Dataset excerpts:
Segment Open
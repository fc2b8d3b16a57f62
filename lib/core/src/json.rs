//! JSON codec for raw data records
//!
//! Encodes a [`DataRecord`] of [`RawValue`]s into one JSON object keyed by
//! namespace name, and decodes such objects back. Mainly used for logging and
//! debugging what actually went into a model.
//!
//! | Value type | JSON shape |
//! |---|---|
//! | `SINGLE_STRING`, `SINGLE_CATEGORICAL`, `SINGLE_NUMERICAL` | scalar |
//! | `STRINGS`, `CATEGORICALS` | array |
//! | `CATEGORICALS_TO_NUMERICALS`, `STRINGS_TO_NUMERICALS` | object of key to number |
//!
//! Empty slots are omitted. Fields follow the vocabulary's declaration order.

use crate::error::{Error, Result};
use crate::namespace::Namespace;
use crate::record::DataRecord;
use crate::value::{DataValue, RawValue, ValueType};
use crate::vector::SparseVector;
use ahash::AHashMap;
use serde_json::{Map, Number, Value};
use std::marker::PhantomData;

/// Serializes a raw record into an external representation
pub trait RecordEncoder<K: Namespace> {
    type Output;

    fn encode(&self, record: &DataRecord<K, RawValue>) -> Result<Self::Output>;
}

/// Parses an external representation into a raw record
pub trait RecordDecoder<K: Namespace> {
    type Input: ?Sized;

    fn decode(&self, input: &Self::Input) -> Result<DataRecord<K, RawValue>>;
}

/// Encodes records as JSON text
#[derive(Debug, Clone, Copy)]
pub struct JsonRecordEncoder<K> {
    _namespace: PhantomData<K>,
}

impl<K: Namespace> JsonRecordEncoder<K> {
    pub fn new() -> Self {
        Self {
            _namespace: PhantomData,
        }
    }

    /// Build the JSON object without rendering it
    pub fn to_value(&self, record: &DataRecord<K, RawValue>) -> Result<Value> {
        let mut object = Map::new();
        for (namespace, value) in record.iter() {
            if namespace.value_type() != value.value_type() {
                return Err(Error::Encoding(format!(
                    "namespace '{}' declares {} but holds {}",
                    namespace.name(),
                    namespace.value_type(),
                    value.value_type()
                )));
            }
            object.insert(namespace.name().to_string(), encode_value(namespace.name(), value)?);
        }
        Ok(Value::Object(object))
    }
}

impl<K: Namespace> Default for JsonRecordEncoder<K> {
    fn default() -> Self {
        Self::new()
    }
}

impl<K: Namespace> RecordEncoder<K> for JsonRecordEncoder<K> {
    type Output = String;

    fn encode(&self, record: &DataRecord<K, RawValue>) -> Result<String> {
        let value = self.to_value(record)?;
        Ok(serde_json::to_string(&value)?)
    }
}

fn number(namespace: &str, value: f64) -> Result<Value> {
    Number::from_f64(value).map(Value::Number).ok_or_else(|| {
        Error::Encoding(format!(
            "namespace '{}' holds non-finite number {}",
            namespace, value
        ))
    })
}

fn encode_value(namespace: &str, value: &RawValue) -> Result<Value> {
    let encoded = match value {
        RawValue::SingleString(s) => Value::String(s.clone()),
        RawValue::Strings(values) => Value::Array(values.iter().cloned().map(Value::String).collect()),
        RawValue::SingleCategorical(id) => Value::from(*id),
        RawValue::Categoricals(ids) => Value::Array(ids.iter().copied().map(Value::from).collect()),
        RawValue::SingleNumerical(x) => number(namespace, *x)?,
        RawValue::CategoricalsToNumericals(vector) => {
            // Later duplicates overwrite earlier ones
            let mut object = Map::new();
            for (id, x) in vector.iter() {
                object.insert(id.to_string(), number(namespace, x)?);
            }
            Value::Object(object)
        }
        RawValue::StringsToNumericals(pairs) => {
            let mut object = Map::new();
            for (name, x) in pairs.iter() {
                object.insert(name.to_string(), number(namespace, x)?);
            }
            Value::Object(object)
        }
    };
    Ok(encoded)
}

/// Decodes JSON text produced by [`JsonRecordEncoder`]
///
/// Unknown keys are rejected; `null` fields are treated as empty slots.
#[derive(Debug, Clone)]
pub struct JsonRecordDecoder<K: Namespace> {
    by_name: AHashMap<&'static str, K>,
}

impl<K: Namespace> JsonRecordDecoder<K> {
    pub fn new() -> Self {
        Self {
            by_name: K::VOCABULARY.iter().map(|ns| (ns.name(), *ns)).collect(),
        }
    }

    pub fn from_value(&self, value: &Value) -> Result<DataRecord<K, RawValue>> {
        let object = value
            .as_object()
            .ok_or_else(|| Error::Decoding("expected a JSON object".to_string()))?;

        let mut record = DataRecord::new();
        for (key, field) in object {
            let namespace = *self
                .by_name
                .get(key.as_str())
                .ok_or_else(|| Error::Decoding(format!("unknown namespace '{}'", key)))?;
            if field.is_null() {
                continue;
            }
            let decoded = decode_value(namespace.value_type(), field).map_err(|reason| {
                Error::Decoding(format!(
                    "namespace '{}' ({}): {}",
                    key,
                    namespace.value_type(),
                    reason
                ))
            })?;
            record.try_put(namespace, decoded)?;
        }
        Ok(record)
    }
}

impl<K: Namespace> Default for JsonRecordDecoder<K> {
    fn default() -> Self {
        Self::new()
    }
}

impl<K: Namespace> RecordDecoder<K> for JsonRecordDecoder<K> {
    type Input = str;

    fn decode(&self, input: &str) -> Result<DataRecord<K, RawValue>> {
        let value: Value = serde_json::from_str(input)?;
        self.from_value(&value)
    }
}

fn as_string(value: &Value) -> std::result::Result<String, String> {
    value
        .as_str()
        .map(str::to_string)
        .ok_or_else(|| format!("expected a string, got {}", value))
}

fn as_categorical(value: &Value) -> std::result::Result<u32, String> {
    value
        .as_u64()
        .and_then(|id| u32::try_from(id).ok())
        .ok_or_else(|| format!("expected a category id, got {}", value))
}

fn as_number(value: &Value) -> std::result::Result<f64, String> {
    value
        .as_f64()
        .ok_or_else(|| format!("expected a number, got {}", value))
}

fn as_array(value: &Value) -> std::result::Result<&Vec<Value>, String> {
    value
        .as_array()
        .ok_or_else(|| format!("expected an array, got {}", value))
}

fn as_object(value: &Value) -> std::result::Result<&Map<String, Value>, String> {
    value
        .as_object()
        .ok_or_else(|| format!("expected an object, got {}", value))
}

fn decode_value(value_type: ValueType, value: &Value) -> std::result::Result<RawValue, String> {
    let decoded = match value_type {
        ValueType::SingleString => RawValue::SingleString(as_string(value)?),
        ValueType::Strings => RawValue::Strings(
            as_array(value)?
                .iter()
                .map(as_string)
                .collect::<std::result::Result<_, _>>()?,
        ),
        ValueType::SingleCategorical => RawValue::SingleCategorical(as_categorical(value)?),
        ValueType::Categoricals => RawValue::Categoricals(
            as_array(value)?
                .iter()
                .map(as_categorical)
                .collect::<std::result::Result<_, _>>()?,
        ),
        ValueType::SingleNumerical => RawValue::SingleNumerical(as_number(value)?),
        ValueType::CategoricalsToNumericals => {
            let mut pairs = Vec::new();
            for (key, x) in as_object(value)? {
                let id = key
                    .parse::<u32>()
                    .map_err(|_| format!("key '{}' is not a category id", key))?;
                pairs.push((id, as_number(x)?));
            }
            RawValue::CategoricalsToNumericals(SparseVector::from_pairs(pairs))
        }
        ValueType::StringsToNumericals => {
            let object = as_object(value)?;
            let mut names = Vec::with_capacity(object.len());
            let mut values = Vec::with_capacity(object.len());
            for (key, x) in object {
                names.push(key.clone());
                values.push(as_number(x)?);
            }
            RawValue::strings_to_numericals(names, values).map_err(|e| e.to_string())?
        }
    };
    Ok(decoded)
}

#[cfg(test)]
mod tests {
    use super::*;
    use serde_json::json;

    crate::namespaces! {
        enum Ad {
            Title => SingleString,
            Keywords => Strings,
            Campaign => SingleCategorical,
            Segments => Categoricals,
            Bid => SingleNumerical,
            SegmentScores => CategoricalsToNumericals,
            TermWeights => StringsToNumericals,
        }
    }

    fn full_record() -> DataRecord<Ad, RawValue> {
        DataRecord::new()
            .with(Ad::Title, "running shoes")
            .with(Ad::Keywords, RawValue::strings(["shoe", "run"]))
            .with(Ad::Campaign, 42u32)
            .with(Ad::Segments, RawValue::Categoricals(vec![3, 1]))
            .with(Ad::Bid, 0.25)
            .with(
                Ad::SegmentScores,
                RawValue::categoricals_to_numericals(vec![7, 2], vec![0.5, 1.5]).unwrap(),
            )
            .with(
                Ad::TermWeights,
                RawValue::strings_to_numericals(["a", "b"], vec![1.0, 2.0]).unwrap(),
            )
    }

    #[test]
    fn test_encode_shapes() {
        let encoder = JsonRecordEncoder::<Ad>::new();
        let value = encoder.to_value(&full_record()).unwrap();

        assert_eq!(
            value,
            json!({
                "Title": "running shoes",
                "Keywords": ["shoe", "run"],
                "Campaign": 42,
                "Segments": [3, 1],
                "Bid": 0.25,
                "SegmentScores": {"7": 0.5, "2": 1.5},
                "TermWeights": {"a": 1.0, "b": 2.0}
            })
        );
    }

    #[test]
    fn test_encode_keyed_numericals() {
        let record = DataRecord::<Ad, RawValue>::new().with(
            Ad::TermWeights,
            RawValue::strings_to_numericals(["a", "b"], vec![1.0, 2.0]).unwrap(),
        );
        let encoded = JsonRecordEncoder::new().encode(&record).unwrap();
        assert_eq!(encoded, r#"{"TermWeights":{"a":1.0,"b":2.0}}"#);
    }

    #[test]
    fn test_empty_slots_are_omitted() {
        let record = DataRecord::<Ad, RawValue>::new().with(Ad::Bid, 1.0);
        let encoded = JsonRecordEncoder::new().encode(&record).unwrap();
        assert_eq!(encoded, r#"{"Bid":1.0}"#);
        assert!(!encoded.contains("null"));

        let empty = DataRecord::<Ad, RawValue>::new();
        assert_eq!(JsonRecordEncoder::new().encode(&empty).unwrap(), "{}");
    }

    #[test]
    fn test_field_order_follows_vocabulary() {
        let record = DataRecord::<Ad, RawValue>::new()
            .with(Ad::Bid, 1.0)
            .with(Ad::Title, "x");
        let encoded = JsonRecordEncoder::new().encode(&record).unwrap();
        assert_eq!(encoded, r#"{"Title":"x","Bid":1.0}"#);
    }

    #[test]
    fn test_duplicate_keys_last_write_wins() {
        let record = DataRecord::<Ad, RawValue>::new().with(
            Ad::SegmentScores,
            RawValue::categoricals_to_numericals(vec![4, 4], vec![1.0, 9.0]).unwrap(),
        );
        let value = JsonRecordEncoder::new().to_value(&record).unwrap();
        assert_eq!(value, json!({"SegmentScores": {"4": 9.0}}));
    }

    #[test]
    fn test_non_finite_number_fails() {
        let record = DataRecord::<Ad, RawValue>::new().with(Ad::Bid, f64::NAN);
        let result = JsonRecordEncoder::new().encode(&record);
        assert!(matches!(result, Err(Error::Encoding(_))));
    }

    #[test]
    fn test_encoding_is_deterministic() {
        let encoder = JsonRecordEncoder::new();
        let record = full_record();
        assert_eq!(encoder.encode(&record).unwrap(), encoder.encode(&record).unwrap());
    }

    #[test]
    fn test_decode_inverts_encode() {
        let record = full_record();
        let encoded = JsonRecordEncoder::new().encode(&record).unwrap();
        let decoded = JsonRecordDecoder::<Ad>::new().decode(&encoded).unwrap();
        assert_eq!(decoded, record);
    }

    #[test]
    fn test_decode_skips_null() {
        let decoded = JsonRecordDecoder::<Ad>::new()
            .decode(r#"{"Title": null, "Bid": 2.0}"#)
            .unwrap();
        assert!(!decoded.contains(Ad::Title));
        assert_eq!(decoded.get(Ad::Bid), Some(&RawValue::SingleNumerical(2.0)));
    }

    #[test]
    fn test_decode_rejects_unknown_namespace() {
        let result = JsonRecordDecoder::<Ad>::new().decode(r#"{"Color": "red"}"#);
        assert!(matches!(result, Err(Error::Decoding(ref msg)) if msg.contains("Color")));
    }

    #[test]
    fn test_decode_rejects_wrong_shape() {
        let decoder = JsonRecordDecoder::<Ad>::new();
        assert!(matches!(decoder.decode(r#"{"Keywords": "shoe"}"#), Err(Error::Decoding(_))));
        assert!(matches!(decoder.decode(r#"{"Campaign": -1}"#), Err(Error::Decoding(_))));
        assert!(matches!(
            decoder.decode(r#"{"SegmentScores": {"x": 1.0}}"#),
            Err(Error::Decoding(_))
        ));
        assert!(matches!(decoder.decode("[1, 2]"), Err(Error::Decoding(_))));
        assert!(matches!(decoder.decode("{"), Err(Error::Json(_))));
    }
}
Segment Closed
PROBLEM DETAILS: Go to the line with "let namespace = *self" in the entries above and repeat every line from there through the line with "let decoded = match", exactly and with no other text.

WRITTEN ANSWER:
            let namespace = *self
                .by_name
                .get(key.as_str())
                .ok_or_else(|| Error::Decoding(format!("unknown namespace '{}'", key)))?;
            if field.is_null() {
                continue;
            }
            let decoded = decode_value(namespace.value_type(), field).map_err(|reason| {
                Error::Decoding(format!(
                    "namespace '{}' ({}): {}",
                    key,
                    namespace.value_type(),
                    reason
                ))
            })?;
            record.try_put(namespace, decoded)?;
        }
        Ok(record)
    }
}

impl<K: Namespace> Default for JsonRecordDecoder<K> {
    fn default() -> Self {
        Self::new()
    }
}

impl<K: Namespace> RecordDecoder<K> for JsonRecordDecoder<K> {
    type Input = str;

    fn decode(&self, input: &str) -> Result<DataRecord<K, RawValue>> {
        let value: Value = serde_json::from_str(input)?;
        self.from_value(&value)
    }
}

fn as_string(value: &Value) -> std::result::Result<String, String> {
    value
        .as_str()
        .map(str::to_string)
        .ok_or_else(|| format!("expected a string, got {}", value))
}

fn as_categorical(value: &Value) -> std::result::Result<u32, String> {
    value
        .as_u64()
        .and_then(|id| u32::try_from(id).ok())
        .ok_or_else(|| format!("expected a category id, got {}", value))
}

fn as_number(value: &Value) -> std::result::Result<f64, String> {
    value
        .as_f64()
        .ok_or_else(|| format!("expected a number, got {}", value))
}

fn as_array(value: &Value) -> std::result::Result<&Vec<Value>, String> {
    value
        .as_array()
        .ok_or_else(|| format!("expected an array, got {}", value))
}

fn as_object(value: &Value) -> std::result::Result<&Map<String, Value>, String> {
    value
        .as_object()
        .ok_or_else(|| format!("expected an object, got {}", value))
}

fn decode_value(value_type: ValueType, value: &Value) -> std::result::Result<RawValue, String> {
    let decoded = match value_type {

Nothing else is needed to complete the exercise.